> **What to work on**: Extract each line holding the word "outcome" from the entries.

[Collected data]
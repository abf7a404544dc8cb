use std::{collections::HashSet, sync::Arc, time::Duration};

use anyhow::{anyhow, bail, Context};
use async_trait::async_trait;
use chrono::SecondsFormat;
use reqwest::Client;
use serde::{Deserialize, Serialize};
use serde_json::{json, Value};

use crate::{
    configuration::WarehouseSettings,
    domain::group::{GroupRecord, UnlinkedGroup},
    services::GcpTokenProvider,
};

use super::{RowInsertError, Warehouse};

const BIGQUERY_URL: &str = "https://bigquery.googleapis.com/bigquery/v2";
const QUERY_TIMEOUT_MS: u64 = 30_000;
const POLL_INTERVAL: Duration = Duration::from_secs(1);

/// `project.dataset.table`, with the project defaulting to the job's own.
#[derive(Debug, Clone, PartialEq, Eq)]
pub struct TableRef {
    pub project: String,
    pub dataset: String,
    pub table: String,
}

impl TableRef {
    pub fn parse(name: &str, default_project: &str) -> anyhow::Result<Self> {
        let parts: Vec<&str> = name.split('.').collect();
        match parts.as_slice() {
            [project, dataset, table] => Ok(TableRef {
                project: project.to_string(),
                dataset: dataset.to_string(),
                table: table.to_string(),
            }),
            [dataset, table] => Ok(TableRef {
                project: default_project.to_string(),
                dataset: dataset.to_string(),
                table: table.to_string(),
            }),
            _ => Err(anyhow!(
                "Table name {:?} must be dataset.table or project.dataset.table",
                name
            )),
        }
    }

    pub fn sql_name(&self) -> String {
        format!("`{}.{}.{}`", self.project, self.dataset, self.table)
    }
}

#[derive(Serialize)]
#[serde(rename_all = "camelCase")]
struct QueryRequest {
    query: String,
    use_legacy_sql: bool,
    timeout_ms: u64,
    #[serde(skip_serializing_if = "Option::is_none")]
    parameter_mode: Option<&'static str>,
    #[serde(skip_serializing_if = "Vec::is_empty")]
    query_parameters: Vec<Value>,
}

#[derive(Deserialize, Debug)]
#[serde(rename_all = "camelCase")]
struct QueryResponse {
    #[serde(default)]
    job_complete: bool,
    job_reference: Option<JobReference>,
    #[serde(default)]
    rows: Vec<TableRow>,
    page_token: Option<String>,
}

#[derive(Deserialize, Debug, Clone)]
#[serde(rename_all = "camelCase")]
struct JobReference {
    job_id: String,
    location: Option<String>,
}

#[derive(Deserialize, Debug)]
struct TableRow {
    f: Vec<TableCell>,
}

#[derive(Deserialize, Debug)]
struct TableCell {
    v: Value,
}

impl TableRow {
    fn string_at(&self, index: usize) -> Option<String> {
        self.f.get(index).and_then(|cell| match &cell.v {
            Value::String(s) => Some(s.clone()),
            _ => None,
        })
    }
}

#[derive(Deserialize, Debug, Default)]
#[serde(rename_all = "camelCase")]
struct InsertAllResponse {
    #[serde(default)]
    insert_errors: Vec<InsertErrorEntry>,
}

#[derive(Deserialize, Debug)]
struct InsertErrorEntry {
    index: usize,
    #[serde(default)]
    errors: Vec<ErrorProto>,
}

#[derive(Deserialize, Debug)]
struct ErrorProto {
    reason: Option<String>,
    message: Option<String>,
}

pub struct BigQueryWarehouse {
    client: Client,
    tokens: Arc<GcpTokenProvider>,
    project_id: String,
    keywords_table: TableRef,
    keyword_column: String,
    groups_table: TableRef,
}
use std::net::TcpListener;

use actix_web::{dev::Server, middleware::Logger, web, App, HttpServer};

use crate::routes::{default_route, job_route, job_route::JobState};

pub fn run(listener: TcpListener, job_state: JobState) -> Result<Server, std::io::Error> {
    let job_state = web::Data::new(job_state);

    let server = HttpServer::new(move || {
        App::new()
            .wrap(Logger::default())
            .service(default_route::health)
            .service(job_route::run_job)
            .app_data(job_state.clone())
    })
    .listen(listener)?
    .run();

    Ok(server)
}
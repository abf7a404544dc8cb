use clap::Parser;
use env_logger::Env;
use groupfinder::{
    configuration::get_configuration,
    services::{load_telegram_from_env, MessagingPlatform, TelegramPlatform},
};

/// Lists public groups and channels matching a keyword.
#[derive(Parser)]
struct Args {
    keyword: String,
}

#[tokio::main]
async fn main() -> anyhow::Result<()> {
    env_logger::Builder::from_env(Env::default().default_filter_or("warn")).init();
    dotenvy::dotenv().ok();

    let args = Args::parse();
    let configuration = get_configuration()?;
    let (api_id, api_hash) = load_telegram_from_env()?;

    let platform =
        TelegramPlatform::connect(&configuration.telegram.session_path, api_id, &api_hash).await?;

    let groups = platform
        .search_groups(&args.keyword, configuration.telegram.cli_search_limit)
        .await?;

    if groups.is_empty() {
        println!("No groups found for '{}'.", args.keyword);
    }
    for group in groups.iter() {
        println!(
            "ID: {}, Title: {}, Username: @{}",
            group.id,
            group.title,
            group.username.as_deref().unwrap_or("N/A")
        );
    }

    platform.save_session();
    Ok(())
}
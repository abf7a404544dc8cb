use crate::domain::{
    group::{ClassifiedGroup, DiscoveredGroup},
    verdict::{Classification, Verdict},
};

use super::{classify_group_relevance, MessagingPlatform, TextGenerator};

#[derive(Debug, Clone, Copy)]
pub struct DiscoveryOptions {
    pub search_limit: usize,
    pub message_limit: usize,
    pub include_group_link: bool,
}

impl Default for DiscoveryOptions {
    fn default() -> Self {
        DiscoveryOptions {
            search_limit: 10,
            message_limit: 10,
            include_group_link: true,
        }
    }
}

/// Searches public groups for `keyword` and classifies each one from its
/// recent messages. A group that fails to sample is logged and left out, a
/// failed search yields no groups.
pub async fn get_and_classify_groups(
    platform: &dyn MessagingPlatform,
    generator: &dyn TextGenerator,
    keyword: &str,
    options: DiscoveryOptions,
) -> Vec<ClassifiedGroup> {
    let groups = match platform.search_groups(keyword, options.search_limit).await {
        Ok(groups) => groups,
        Err(e) => {
            log::error!("Search for keyword '{}' failed: {:?}", keyword, e);
            return vec![];
        }
    };
    log::info!("Found {} groups for keyword '{}'", groups.len(), keyword);

    let mut classified_groups = vec![];

    for group in groups {
        log::info!(
            "--- Processing Group: {} (@{}) ---",
            group.title,
            group.username.as_deref().unwrap_or("N/A")
        );

        let Some(verdict) = sample_and_classify(platform, generator, keyword, &group, options).await
        else {
            continue;
        };

        log::info!("Relevant to '{}': {:?}", keyword, verdict.is_relevant);
        log::info!("Explanation: {}", verdict.explanation);

        classified_groups.push(ClassifiedGroup::new(
            &group,
            verdict,
            options.include_group_link,
        ));
    }

    classified_groups
}

async fn sample_and_classify(
    platform: &dyn MessagingPlatform,
    generator: &dyn TextGenerator,
    keyword: &str,
    group: &DiscoveredGroup,
    options: DiscoveryOptions,
) -> Option<Verdict> {
    let messages = match platform.recent_messages(group, options.message_limit).await {
        Ok(messages) => messages,
        Err(e) => {
            log::error!(
                "Could not process group {} (ID: {}) for '{}'. Reason: {:?}",
                group.title,
                group.id,
                keyword,
                e
            );
            return None;
        }
    };

    if messages.is_empty() {
        log::info!("No recent messages found or history is hidden.");
        return Some(Verdict::no_messages());
    }

    let classification = classify_group_relevance(generator, keyword, &messages).await;
    if let Classification::Unparseable { ref raw } = classification {
        log::warn!("Unparseable verdict for group {}: {}", group.title, raw);
    }

    Some(classification.into_verdict())
}
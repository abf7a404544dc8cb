use std::time::{Duration, Instant};

use anyhow::{bail, Context};
use reqwest::Client;
use serde::Deserialize;
use tokio::sync::Mutex;

const METADATA_TOKEN_URL: &str =
    "http://metadata.google.internal/computeMetadata/v1/instance/service-accounts/default/token";
const ACCESS_TOKEN_ENV: &str = "GOOGLE_OAUTH_ACCESS_TOKEN";
const EXPIRY_MARGIN: Duration = Duration::from_secs(60);

#[derive(Deserialize)]
struct MetadataToken {
    access_token: String,
    expires_in: u64,
}

struct CachedToken {
    value: String,
    expires_at: Instant,
}

/// Hands out OAuth access tokens for Google APIs.
///
/// Outside of Google Cloud a token can be supplied through
/// `GOOGLE_OAUTH_ACCESS_TOKEN` (e.g. `gcloud auth print-access-token`),
/// otherwise the metadata server of the running instance is asked.
pub struct GcpTokenProvider {
    client: Client,
    cached: Mutex<Option<CachedToken>>,
}

impl GcpTokenProvider {
    pub fn new(client: Client) -> Self {
        GcpTokenProvider {
            client,
            cached: Mutex::new(None),
        }
    }

    pub async fn access_token(&self) -> anyhow::Result<String> {
        if let Ok(token) = std::env::var(ACCESS_TOKEN_ENV) {
            return Ok(token);
        }

        let mut cached = self.cached.lock().await;
        if let Some(token) = cached.as_ref() {
            if token.expires_at > Instant::now() {
                return Ok(token.value.clone());
            }
        }

        let response = self
            .client
            .get(METADATA_TOKEN_URL)
            .header("Metadata-Flavor", "Google")
            .send()
            .await
            .context("Failed to reach the metadata server for an access token")?;

        if !response.status().is_success() {
            bail!(
                "Metadata server refused the token request with status {}",
                response.status()
            );
        }

        let token: MetadataToken = response.json().await?;
        let lifetime = Duration::from_secs(token.expires_in).saturating_sub(EXPIRY_MARGIN);

        *cached = Some(CachedToken {
            value: token.access_token.clone(),
            expires_at: Instant::now() + lifetime,
        });

        Ok(token.access_token)
    }
}
use std::time::Duration;

use serde::Deserialize;
use serde_aux::field_attributes::{
    deserialize_number_from_string, deserialize_option_number_from_string,
};
use sqlx::postgres::{PgConnectOptions, PgSslMode};

#[derive(Deserialize, Clone, Debug)]
pub struct Settings {
    pub application: ApplicationSettings,
    pub telegram: TelegramSettings,
    pub classifier: ClassifierSettings,
    pub warehouse: WarehouseSettings,
    pub job: JobSettings,
}

#[derive(Deserialize, Clone, Debug)]
pub struct ApplicationSettings {
    pub host: String,
    #[serde(deserialize_with = "deserialize_number_from_string")]
    pub port: u16,
}

#[derive(Deserialize, Clone, Debug)]
pub struct TelegramSettings {
    pub session_path: String,
    #[serde(deserialize_with = "deserialize_number_from_string")]
    pub search_limit: usize,
    #[serde(deserialize_with = "deserialize_number_from_string")]
    pub message_limit: usize,
    #[serde(deserialize_with = "deserialize_number_from_string")]
    pub cli_search_limit: usize,
}

#[derive(Deserialize, Clone, Debug)]
pub struct ClassifierSettings {
    pub model: String,
    pub api_base: String,
    #[serde(default, deserialize_with = "deserialize_option_number_from_string")]
    pub max_tokens: Option<u32>,
}

#[derive(Deserialize, Clone, Copy, Debug, PartialEq)]
#[serde(rename_all = "lowercase")]
pub enum WarehouseBackend {
    Bigquery,
    Postgres,
}

#[derive(Deserialize, Clone, Debug)]
pub struct WarehouseSettings {
    pub backend: WarehouseBackend,
    pub keywords_table: String,
    pub keyword_column: String,
    pub groups_table: String,
    pub database: Option<DatabaseSettings>,
}

#[derive(Deserialize, Clone, Debug)]
pub struct DatabaseSettings {
    pub username: String,
    pub password: String,
    #[serde(deserialize_with = "deserialize_number_from_string")]
    pub port: u16,
    pub host: String,
    pub database_name: String,
    pub require_ssl: bool,
}

impl DatabaseSettings {
    pub fn without_db(&self) -> PgConnectOptions {
        let ssl_mode = if self.require_ssl {
            PgSslMode::Require
        } else {
            PgSslMode::Prefer
        };
        PgConnectOptions::new()
            .host(&self.host)
            .username(&self.username)
            .password(&self.password)
            .port(self.port)
            .ssl_mode(ssl_mode)
    }

    pub fn with_db(&self) -> PgConnectOptions {
        self.without_db().database(&self.database_name)
    }
}

#[derive(Deserialize, Clone, Copy, Debug, PartialEq)]
#[serde(rename_all = "snake_case")]
pub enum CredentialSource {
    SecretManager,
    Environment,
}

#[derive(Deserialize, Clone, Debug)]
pub struct JobSettings {
    pub insert_only_relevant: bool,
    pub include_group_link: bool,
    #[serde(deserialize_with = "deserialize_number_from_string")]
    pub keyword_pause_secs: u64,
    #[serde(deserialize_with = "deserialize_number_from_string")]
    pub backfill_pause_secs: u64,
    pub credential_source: CredentialSource,
}

impl JobSettings {
    pub fn keyword_pause(&self) -> Duration {
        Duration::from_secs(self.keyword_pause_secs)
    }

    pub fn backfill_pause(&self) -> Duration {
        Duration::from_secs(self.backfill_pause_secs)
    }
}

pub enum Environment {
    Local,
    Production,
}

impl Environment {
    pub fn as_str(&self) -> &'static str {
        match self {
            Environment::Local => "local",
            Environment::Production => "production",
        }
    }
}

impl TryFrom<String> for Environment {
    type Error = String;

    fn try_from(s: String) -> Result<Self, Self::Error> {
        match s.to_lowercase().as_str() {
            "local" => Ok(Self::Local),
            "production" => Ok(Self::Production),
            other => Err(format!(
                "{} is not a supported environment. Use either `local` or `production`.",
                other
            )),
        }
    }
}

pub fn get_configuration() -> Result<Settings, config::ConfigError> {
    let base_path = std::env::current_dir().expect("Failed to determine the current directory");
    let configuration_directory = base_path.join("configuration");

    let environment: Environment = std::env::var("APP_ENVIRONMENT")
        .unwrap_or_else(|_| "local".into())
        .try_into()
        .expect("Failed to parse APP_ENVIRONMENT.");
    let environment_filename = format!("{}.yaml", environment.as_str());

    let mut builder = config::Config::builder()
        .add_source(config::File::from(
            configuration_directory.join("base.yaml"),
        ))
        .add_source(config::File::from(
            configuration_directory.join(environment_filename),
        ))
        .add_source(
            config::Environment::with_prefix("APP")
                .prefix_separator("_")
                .separator("__"),
        );

    // Cloud Run hands the listening port over in $PORT
    if let Ok(port) = std::env::var("PORT") {
        builder = builder.set_override("application.port", port)?;
    }

    builder.build()?.try_deserialize::<Settings>()
}

#[cfg(test)]
mod tests {
    use super::{Environment, JobSettings, Settings, WarehouseBackend};

    #[test]
    fn environment_parses_case_insensitively() {
        let env: Result<Environment, _> = "Production".to_string().try_into();
        assert!(matches!(env, Ok(Environment::Production)));

        let env: Result<Environment, _> = "staging".to_string().try_into();
        assert!(env.is_err());
    }

    #[test]
    fn settings_deserialize_from_yaml() {
        let yaml = r#"
application:
  host: 0.0.0.0
  port: "8080"
telegram:
  session_path: anon.session
  search_limit: 10
  message_limit: 10
  cli_search_limit: 100
classifier:
  model: gemini-2.5-flash
  api_base: https://generativelanguage.googleapis.com/v1beta/openai
warehouse:
  backend: bigquery
  keywords_table: proj.ds.keys
  keyword_column: keys_group
  groups_table: proj.ds.groups
job:
  insert_only_relevant: true
  include_group_link: true
  keyword_pause_secs: 5
  backfill_pause_secs: 1
  credential_source: secret_manager
"#;
        let settings = config::Config::builder()
            .add_source(config::File::from_str(yaml, config::FileFormat::Yaml))
            .build()
            .unwrap()
            .try_deserialize::<Settings>()
            .unwrap();

        assert_eq!(settings.application.port, 8080);
        assert_eq!(settings.warehouse.backend, WarehouseBackend::Bigquery);
        assert!(settings.warehouse.database.is_none());
        assert_eq!(settings.classifier.max_tokens, None);

        let job: &JobSettings = &settings.job;
        assert_eq!(job.keyword_pause().as_secs(), 5);
        assert!(job.insert_only_relevant);
    }
}
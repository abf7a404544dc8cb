use std::net::TcpListener;

use env_logger::Env;
use groupfinder::{
    configuration::get_configuration,
    routes::job_route::JobState,
    services::{JobClients, ScheduledJob},
    startup::run,
};

#[tokio::main]
async fn main() -> std::io::Result<()> {
    env_logger::Builder::from_env(Env::default().default_filter_or("info")).init();

    let configuration = get_configuration().expect("Failed to read configuration.");
    let clients = JobClients::new().expect("Failed to build HTTP clients.");

    let address = format!(
        "{}:{}",
        configuration.application.host, configuration.application.port
    );
    let listener = TcpListener::bind(address)?;
    log::info!("Listening on {}", listener.local_addr()?);

    let job_state = JobState::new(Box::new(ScheduledJob::new(configuration, clients)));

    run(listener, job_state)?.await
}
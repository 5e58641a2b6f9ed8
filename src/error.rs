//! Error types for the QuiverDB core

use thiserror::Error;

pub type Result<T> = std::result::Result<T, QuiverError>;

#[derive(Error, Debug)]
pub enum QuiverError {
    #[error("IO error: {0}")]
    Io(#[from] std::io::Error),

    #[error("Configuration error: {0}")]
    Config(String),

    /// A broken internal invariant: acquiring an already-acquired vertex,
    /// releasing a free vertex, a GC snapshot behind the resolved prefix.
    /// Not recoverable by the caller.
    #[error("Invariant violation: {0}")]
    Invariant(String),

    /// An MVCC commit observed a later snapshot on one of its records.
    /// The caller may retry the transaction.
    #[error("Write conflict: transaction snapshot {snapshot_id} is behind record max {max_seen}")]
    WriteConflict { snapshot_id: u64, max_seen: u64 },

    #[error("Invalid data: {0}")]
    InvalidData(String),

    #[error("Data corruption: {0}")]
    Corruption(String),

    #[error("Index error: {0}")]
    Index(String),
}
//! Parallel Vamana graph construction
//!
//! The vertex id space is partitioned across one worker per core by
//! `vertex % workers`; a worker is the only mutator of the vertices it owns.
//! Workers walk their shard of a shuffled permutation, run a greedy search
//! plus prune for each owned vertex, and hand the resulting reverse edges
//! `(neighbour, vertex)` to the owner of `neighbour` through that worker's
//! inbox queue. A worker that has exhausted its shard declares itself done on
//! a shared counter but keeps draining its inbox; the build finishes when
//! every worker has declared done and every inbox has been observed empty
//! afterwards, which is what makes a late enqueue impossible.

use crate::index::pq::{ProductQuantizer, DEFAULT_TRAIN_BATCH};
use crate::index::vamana::config::IndexConfig;
use crate::index::vamana::disk::write_index;
use crate::index::vamana::graph::{BuildScratch, InMemoryGraph};
use crate::progress::{NoopProgressTracker, ProgressTracker};
use crate::source::VectorSource;
use crate::{QuiverError, Result};
use parking_lot::Mutex;
use rand::rngs::StdRng;
use rand::seq::SliceRandom;
use rand::{Rng, SeedableRng};
use std::collections::{HashMap, VecDeque};
use std::path::Path;
use std::sync::atomic::{AtomicBool, AtomicUsize, Ordering};
use std::time::Instant;
use tracing::info;

/// Build a disk-resident index from `source` into `output_dir`.
///
/// The directory receives the page-packed graph file and its sidecars; open
/// it afterwards with [`crate::index::vamana::IndexReader`]. The graph is
/// immutable once written.
pub fn build_index(
    source: &dyn VectorSource,
    config: &IndexConfig,
    output_dir: &Path,
) -> Result<()> {
    build_index_with_tracker(source, config, output_dir, &NoopProgressTracker)
}

pub fn build_index_with_tracker(
    source: &dyn VectorSource,
    config: &IndexConfig,
    output_dir: &Path,
    tracker: &dyn ProgressTracker,
) -> Result<()> {
    let dimensions = source.dimensions();
    config.validate(dimensions)?;

    let size = source.size();
    if size == 0 {
        return Err(QuiverError::InvalidData(
            "cannot build an index over zero vectors".to_string(),
        ));
    }

    let mut rng = match config.rng_seed {
        Some(seed) => StdRng::seed_from_u64(seed),
        None => StdRng::from_entropy(),
    };

    tracker.push_phase("pq-codes");
    let start = Instant::now();
    let mut quantizer = ProductQuantizer::new(dimensions, config.pq_compression, config.distance)?;
    quantizer.build(source, DEFAULT_TRAIN_BATCH, rng.gen())?;
    info!(elapsed = ?start.elapsed(), quantizers = quantizer.quantizer_count(), "PQ codes generated");
    tracker.pull_phase();

    tracker.push_phase("graph");
    let mut graph = InMemoryGraph::new(size, dimensions, config.max_degree, config.distance);
    for i in 0..size {
        graph.add_vector(source.vector(i));
    }
    graph.generate_random_edges(&mut rng);
    let medoid = graph.medoid();
    tracker.pull_phase();

    tracker.push_phase("prune");
    let start = Instant::now();
    prune_graph(&graph, medoid, config, &mut rng)?;
    info!(elapsed = ?start.elapsed(), vertices = size, "graph pruned");
    tracker.pull_phase();

    tracker.push_phase("flush");
    let start = Instant::now();
    write_index(output_dir, &graph, &quantizer, medoid, source)?;
    info!(elapsed = ?start.elapsed(), "index flushed");
    tracker.pull_phase();

    Ok(())
}

/// Reverse-edge work item: the owner of `.0` considers adding an edge to `.1`.
type NeighbourPair = (u32, u32);

fn prune_graph(
    graph: &InMemoryGraph,
    medoid: u32,
    config: &IndexConfig,
    rng: &mut StdRng,
) -> Result<()> {
    let size = graph.size();
    let workers = std::thread::available_parallelism()
        .map(|p| p.get())
        .unwrap_or(1)
        .min(size);

    let mut permutation: Vec<u32> = (0..size as u32).collect();
    permutation.shuffle(rng);

    let mut shards: Vec<Vec<u32>> = (0..workers)
        .map(|_| Vec::with_capacity(size / workers + 1))
        .collect();
    for vertex in permutation {
        shards[vertex as usize % workers].push(vertex);
    }

    let inboxes: Vec<Mutex<VecDeque<NeighbourPair>>> =
        (0..workers).map(|_| Mutex::new(VecDeque::new())).collect();
    let completed = AtomicUsize::new(0);
    let failed = AtomicBool::new(false);

    std::thread::scope(|scope| {
        let mut handles = Vec::with_capacity(workers);
        for (worker, shard) in shards.into_iter().enumerate() {
            let inboxes = &inboxes;
            let completed = &completed;
            let failed = &failed;
            handles.push(scope.spawn(move || {
                let result = prune_worker(
                    graph, medoid, config, worker, workers, shard, inboxes, completed, failed,
                );
                if result.is_err() {
                    failed.store(true, Ordering::SeqCst);
                }
                result
            }));
        }

        let mut outcome = Ok(());
        for handle in handles {
            let result = handle
                .join()
                .map_err(|_| QuiverError::Index("pruning worker panicked".to_string()))?;
            if outcome.is_ok() {
                outcome = result;
            }
        }
        outcome
    })
}

#[allow(clippy::too_many_arguments)]
fn prune_worker(
    graph: &InMemoryGraph,
    medoid: u32,
    config: &IndexConfig,
    worker: usize,
    workers: usize,
    shard: Vec<u32>,
    inboxes: &[Mutex<VecDeque<NeighbourPair>>],
    completed: &AtomicUsize,
    failed: &AtomicBool,
) -> Result<()> {
    let mut scratch = BuildScratch::new(config.search_list_size);
    let mut neighbours = Vec::with_capacity(config.max_degree);
    let mut singleton: HashMap<u32, f32> = HashMap::with_capacity(1);

    let mut index = 0usize;
    let mut declared_done = false;

    loop {
        if failed.load(Ordering::SeqCst) {
            return Ok(());
        }

        let mut pair = inboxes[worker].lock().pop_front();
        if pair.is_some() {
            while let Some((vertex, incoming)) = pair {
                debug_assert_eq!(vertex as usize % workers, worker);
                graph.fetch_neighbours(vertex, &mut neighbours);

                if !neighbours.contains(&incoming) {
                    if graph.neighbours_len(vertex) + 1 <= config.max_degree {
                        graph.acquire_vertex(vertex)?;
                        let appended = graph.append_neighbour(vertex, incoming);
                        graph.release_vertex(vertex)?;
                        appended?;
                    } else {
                        singleton.clear();
                        singleton.insert(incoming, f32::NAN);
                        graph.robust_prune(vertex, &mut singleton, config.alpha)?;
                    }
                }

                pair = inboxes[worker].lock().pop_front();
            }
        } else if completed.load(Ordering::SeqCst) == workers {
            break;
        }

        if index < shard.len() {
            let vertex = shard[index];
            graph.greedy_search_prune(medoid, vertex, config.alpha, &mut scratch)?;

            graph.fetch_neighbours(vertex, &mut neighbours);
            for &neighbour in &neighbours {
                inboxes[neighbour as usize % workers]
                    .lock()
                    .push_back((neighbour, vertex));
            }
            index += 1;
        } else if !declared_done {
            declared_done = true;
            completed.fetch_add(1, Ordering::SeqCst);
        }
    }

    Ok(())
}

> **Reply**:
        let mut outcome = Ok(());
            if outcome.is_ok() {
                outcome = result;
        outcome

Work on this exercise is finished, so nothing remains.